Sytkowski P A, D'Agostino R B, Belanger A J, Bettencourt K S, Stokes J
Med Care. 1984 Mar;22(3):202-15. doi: 10.1097/00005650-198403000-00003.
The authors developed a model that relates survival from myocardial infarction or cardiac arrest to four classes of interactive variables describing the rural community, the patient, Emergency Medical Service (EMS) system inputs, and EMS system process in caring for the suspected cardiac patient. Using data from 92 EMS systems in three geographically distinct and physically dissimilar regions, the authors found a consistent and significant relationship between the probability of patient survival and cardiac disease severity, age, sex, the presence of a life-threatening arrhythmia, health care resources available to the EMS system, citizen-initiated cardiopulmonary resuscitation, EMS response time, and the presence of a paramedic on the ambulance responding to the call. The model affords the opportunity to enumerate those factors with the greatest influence on cardiac survival within the community and to test expected increases in survival gained through incremental changes in these factors.

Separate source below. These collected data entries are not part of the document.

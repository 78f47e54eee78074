//! Framework event flags.
//!
//! Command handlers and peer messages never act on cross-cutting concerns
//! (voting, island transitions, gap draining) directly. They set a flag
//! here and the container consumes the accumulated set once the handler
//! has returned.

/// Accumulated framework events awaiting handling.
#[derive(Clone, Copy, Debug, Default, PartialEq, Eq)]
pub struct FwkEventFlags {
    /// A subgraph changed lifecycle state.
    pub sg_state_change: bool,
    /// The container went from no started subgraph to some, or back.
    pub cntr_run_state_change: bool,
    /// KPPS/bandwidth scale factor changed.
    pub kpps_bw_scale_factor_change: bool,
    /// Upstream real-time classification changed on an input.
    pub rt_ftrt_change: bool,
    /// Some port's downgraded state changed or a port was closed.
    pub port_state_change: bool,
    /// Processing duration changed.
    pub proc_dur_change: bool,
    /// Container frame length changed.
    pub frame_len_change: bool,
    /// An upstream's frame length changed on an external input.
    pub upstream_frame_len_change: bool,
    /// A marker was inserted at a boundary and the gap must be drained.
    pub port_flushed: bool,
    /// Duty-cycling manager asked to unblock island entry.
    pub dcm_unblock_island_entry: bool,
    /// Duty-cycling manager asked to exit island.
    pub dcm_island_exit: bool,
    /// Island vote must be re-evaluated.
    pub reevaluate_island_vote: bool,
    /// A module was reconfigured; its load may have changed.
    pub module_cfg_change: bool,
}

impl FwkEventFlags {
    /// Returns `true` if no flag is set.
    pub fn is_empty(&self) -> bool {
        *self == Self::default()
    }

    /// Returns the current flags and clears them.
    pub fn take(&mut self) -> FwkEventFlags {
        core::mem::take(self)
    }

    /// Flags that require a clock/bandwidth re-vote.
    pub fn needs_clock_vote(&self) -> bool {
        self.sg_state_change
            || self.cntr_run_state_change
            || self.kpps_bw_scale_factor_change
            || self.port_state_change
            || self.module_cfg_change
            || self.dcm_unblock_island_entry
            || self.dcm_island_exit
    }

    /// Flags that require a latency re-vote.
    pub fn needs_latency_vote(&self) -> bool {
        self.proc_dur_change
            || self.frame_len_change
            || self.cntr_run_state_change
            || self.dcm_unblock_island_entry
            || self.dcm_island_exit
    }
}

#[cfg(test)]
mod tests {
    use super::*;

    #[test]
    fn take_clears() {
        let mut flags = FwkEventFlags {
            port_flushed: true,
            ..Default::default()
        };
        let taken = flags.take();
        assert!(taken.port_flushed);
        assert!(flags.is_empty());
    }

    #[test]
    fn state_and_island_changes_ask_for_votes() {
        let flags = FwkEventFlags {
            sg_state_change: true,
            dcm_island_exit: true,
            ..Default::default()
        };
        assert!(flags.needs_clock_vote());
        assert!(flags.needs_latency_vote());
    }
}
//! Data-path messages and output buffer pools.
//!
//! An external output owns a [`BufferPool`]. Buffers leave the pool as
//! [`PooledBuf`] values and travel to the downstream container inside a
//! [`DataMessage`]; dropping a `PooledBuf` returns its storage to the pool
//! it came from. Ownership crosses containers only at send/receive.
//!
//! A pool created [`with_signal`](BufferPool::with_signal) sets that bit
//! whenever a buffer comes home, so the owning container can resume work
//! it parked while the pool was empty.

use crossbeam_channel::{Receiver, Sender};

use super::signal::Signal;
use crate::media::Timestamp;

/// Storage backed by a pool, returned on drop.
pub struct PooledBuf {
    data: Vec<u8>,
    home: Option<Sender<Vec<u8>>>,
    wake: Option<Signal>,
}

impl PooledBuf {
    /// A buffer not owned by any pool (one-time prebuffers, tests).
    pub fn detached(data: Vec<u8>) -> Self {
        Self {
            data,
            home: None,
            wake: None,
        }
    }

    /// Returns `true` if dropping this buffer returns it to a pool.
    pub fn is_pooled(&self) -> bool {
        self.home.is_some()
    }

    /// Read access to the payload.
    pub fn as_slice(&self) -> &[u8] {
        &self.data
    }

    /// Write access to the payload.
    pub fn as_mut_slice(&mut self) -> &mut [u8] {
        &mut self.data
    }

    /// Payload length in bytes.
    pub fn len(&self) -> usize {
        self.data.len()
    }

    /// Returns `true` for a zero-length payload.
    pub fn is_empty(&self) -> bool {
        self.data.is_empty()
    }

    /// Copies a pooled payload into detached storage and sends the pooled
    /// buffer home; detached buffers pass through unchanged.
    pub fn unpinned(self) -> PooledBuf {
        if self.is_pooled() {
            PooledBuf::detached(self.data.clone())
        } else {
            self
        }
    }

    /// Zero-fills the payload.
    pub fn zero(&mut self) {
        self.data.fill(0);
    }

    /// Replaces the payload with a copy of `src`, reusing the storage.
    pub fn fill_from(&mut self, src: &[u8]) {
        self.data.clear();
        self.data.extend_from_slice(src);
    }
}

impl Drop for PooledBuf {
    fn drop(&mut self) {
        if let Some(home) = self.home.take() {
            // A recreated pool drops its receiver; stale buffers are freed.
            if home.send(core::mem::take(&mut self.data)).is_ok()
                && let Some(wake) = self.wake.take()
            {
                wake.set();
            }
        }
    }
}

impl core::fmt::Debug for PooledBuf {
    fn fmt(&self, f: &mut core::fmt::Formatter<'_>) -> core::fmt::Result {
        f.debug_struct("PooledBuf")
            .field("len", &self.data.len())
            .field("pooled", &self.home.is_some())
            .finish()
    }
}

/// Fixed set of equally sized output buffers.
pub struct BufferPool {
    free: Receiver<Vec<u8>>,
    home: Sender<Vec<u8>>,
    wake: Option<Signal>,
    count: usize,
    buf_size: usize,
}

impl BufferPool {
    /// Creates `count` zeroed buffers of `buf_size` bytes.
    pub fn new(count: usize, buf_size: usize) -> Self {
        let (home, free) = crossbeam_channel::unbounded();
        for _ in 0..count {
            let _ = home.send(vec![0; buf_size]);
        }
        Self {
            free,
            home,
            wake: None,
            count,
            buf_size,
        }
    }

    /// Like [`new`](Self::new), but every returning buffer sets `wake`.
    ///
    /// The bit is set once here as well so the owner picks up the fresh
    /// buffers.
    pub fn with_signal(count: usize, buf_size: usize, wake: Signal) -> Self {
        if count > 0 {
            wake.set();
        }
        Self {
            wake: Some(wake),
            ..Self::new(count, buf_size)
        }
    }

    /// Takes a free buffer without blocking.
    ///
    /// On an empty pool the return bit is cleared and the pool rechecked,
    /// so a buffer racing the clear still wakes the owner.
    pub fn poll(&self) -> Option<PooledBuf> {
        let data = match self.free.try_recv() {
            Ok(data) => data,
            Err(_) => {
                let wake = self.wake.as_ref()?;
                wake.clear();
                let data = self.free.try_recv().ok()?;
                wake.set();
                data
            }
        };
        Some(self.lend(data))
    }

    fn lend(&self, mut data: Vec<u8>) -> PooledBuf {
        data.resize(self.buf_size, 0);
        PooledBuf {
            data,
            home: Some(self.home.clone()),
            wake: self.wake.clone(),
        }
    }

    /// Number of buffers currently in the pool (not in flight).
    pub fn available(&self) -> usize {
        self.free.len()
    }

    /// Total buffers owned by the pool.
    pub fn count(&self) -> usize {
        self.count
    }

    /// Size of each buffer in bytes.
    pub fn buf_size(&self) -> usize {
        self.buf_size
    }

    /// The return bit, for pools created with one.
    pub fn signal(&self) -> Option<&Signal> {
        self.wake.as_ref()
    }
}

impl core::fmt::Debug for BufferPool {
    fn fmt(&self, f: &mut core::fmt::Formatter<'_>) -> core::fmt::Result {
        f.debug_struct("BufferPool")
            .field("count", &self.count)
            .field("available", &self.free.len())
            .field("buf_size", &self.buf_size)
            .field("bit", &self.wake.as_ref().map(Signal::bit))
            .finish()
    }
}

impl Default for BufferPool {
    fn default() -> Self {
        Self::new(0, 0)
    }
}

/// Flags carried by a data buffer.
#[derive(Clone, Copy, Debug, Default, PartialEq, Eq)]
pub struct BufferFlags {
    /// Zero-filled buffer sent ahead of live data.
    pub prebuffer: bool,
}

/// Metadata markers travelling in the data path.
#[derive(Clone, Copy, Debug, PartialEq, Eq, Hash)]
pub enum Marker {
    /// End of stream that also flushes downstream state.
    FlushingEos,
    /// Timestamp/data discontinuity (e.g. upstream suspended).
    Discontinuity,
}

/// A buffer of samples with timing.
#[derive(Debug)]
pub struct DataBuffer {
    /// Payload.
    pub payload: PooledBuf,
    /// Timestamp of the first sample, when valid.
    pub timestamp: Option<Timestamp>,
    /// Buffer flags.
    pub flags: BufferFlags,
}

/// One item on an external input's data queue.
#[derive(Debug)]
pub enum DataMessage {
    /// A data buffer.
    Buffer(DataBuffer),
    /// A metadata marker.
    Marker(Marker),
}

impl DataMessage {
    /// Returns `true` for end-of-stream and discontinuity markers.
    pub fn is_marker(&self) -> bool {
        matches!(self, Self::Marker(_))
    }

    /// Returns `true` for a buffer flagged as prebuffer.
    pub fn is_prebuffer(&self) -> bool {
        matches!(self, Self::Buffer(b) if b.flags.prebuffer)
    }
}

作者开发了一个模型,该模型将心肌梗死或心脏骤停后的生存率与四类交互变量相关联,这些变量描述了农村社区、患者、紧急医疗服务(EMS)系统投入以及EMS系统在护理疑似心脏病患者过程中的流程。作者使用来自三个地理上不同且物理特征各异地区的92个EMS系统的数据,发现患者生存率与心脏病严重程度、年龄、性别、危及生命的心律失常的存在、EMS系统可用的医疗资源、市民发起的心肺复苏、EMS响应时间以及响应呼叫的救护车上护理人员的存在之间存在一致且显著的关系。该模型提供了一个机会,可列举出对社区内心脏病生存率影响最大的那些因素,并测试通过这些因素的逐步变化所带来的预期生存率提高情况。